Scale‐Up of BiVO4 Photoanode for Water Splitting in a Photoelectrochemical Cell: Issues and Challenges

The monoclinic scheelite-type BiVO4 is recognized as one of the promising candidate materials for a photoanode because of its 9.1 % theoretical efficiency for half-cell solar-to-hydrogen conversion. Although significant research efforts have been devoted to improving the performance of the photoelectrochemical cell (PEC) of this material, they have mainly been in small anode areas with only a handful of studies on scaled-up sizes. Herein, a facile metal–organic decomposition synthesis method was used to produce scaled-up Mo-doped BiVO4 photoanodes. Multiple modifications were explored and incorporated to enhance the performance of the photoanode. A large-area (5 cm×5 cm) photoanode was successfully prepared with all modifications.
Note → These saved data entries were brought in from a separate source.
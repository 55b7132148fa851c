use std::path::PathBuf;
use std::time::Duration;

use clap::Parser;
use rand::thread_rng;
use tracing_subscriber::EnvFilter;

use kiosk::api::{load_category, FetchConfig, DEFAULT_API_BASE, DEFAULT_STATS_URL};
use kiosk::buckets::derive_buckets;
use kiosk::csv_ops::save_category_csv;
use kiosk::error::AppError;
use kiosk::render::render_page;

#[derive(Parser, Debug)]
#[command(name = "kiosk")]
#[command(about = "Render a marketplace category page from the apps API and the stats feed")]
struct Args {
    /// Category key to render
    category: String,

    /// Base URL of the apps-by-category API
    #[arg(long, default_value = DEFAULT_API_BASE)]
    api_base: String,

    /// URL of the global stats feed
    #[arg(long, default_value = DEFAULT_STATS_URL)]
    stats_url: String,

    /// On-disk cache for the stats feed
    #[arg(long, default_value = ".kiosk-stats.json")]
    stats_cache: PathBuf,

    /// Seconds the stats cache stays fresh
    #[arg(long, default_value_t = 3600)]
    stats_ttl: u64,

    /// Request timeout in seconds
    #[arg(short = 't', long, default_value_t = 25)]
    timeout: u64,

    /// Retry attempts per request
    #[arg(long, default_value_t = 4)]
    retries: usize,

    /// Also export the joined listing to this CSV file
    #[arg(short = 'c', long)]
    csv_path: Option<String>,
}

#[tokio::main]
async fn main() -> Result<(), AppError> {
    tracing_subscriber::fmt()
        .with_env_filter(EnvFilter::from_default_env())
        .init();

    let args = Args::parse();
    let cfg = FetchConfig {
        api_base: args.api_base,
        stats_url: args.stats_url,
        stats_cache: args.stats_cache,
        stats_ttl: Duration::from_secs(args.stats_ttl),
        timeout: args.timeout,
        retries: args.retries,
    };

    let (plugins, stats) = load_category(&cfg, &args.category).await?;

    let buckets = derive_buckets(&plugins, &mut thread_rng());
    print!("{}", render_page(&args.category, &buckets, &stats));

    if let Some(csv_path) = args.csv_path {
        save_category_csv(&buckets.all_apps, &stats, &csv_path)?;
        println!("\nSaved category listing to {}", csv_path);
    }

    Ok(())
}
The resulting photoanode gave rise to an initial photocurrent density of 2.2 mA cm−2 at 1.23 V versus reversible hydrogen electrode, under AM 1.5G illumination in a PEC, which remained at 79 % of this value after 1 h of operation. A deleterious effect of the increased anode surface area on the photocurrent density was observed, which we termed the “areal effect”. Understanding the reasons for the areal effect is indispensable for the development of large-scale PEC devices for water splitting.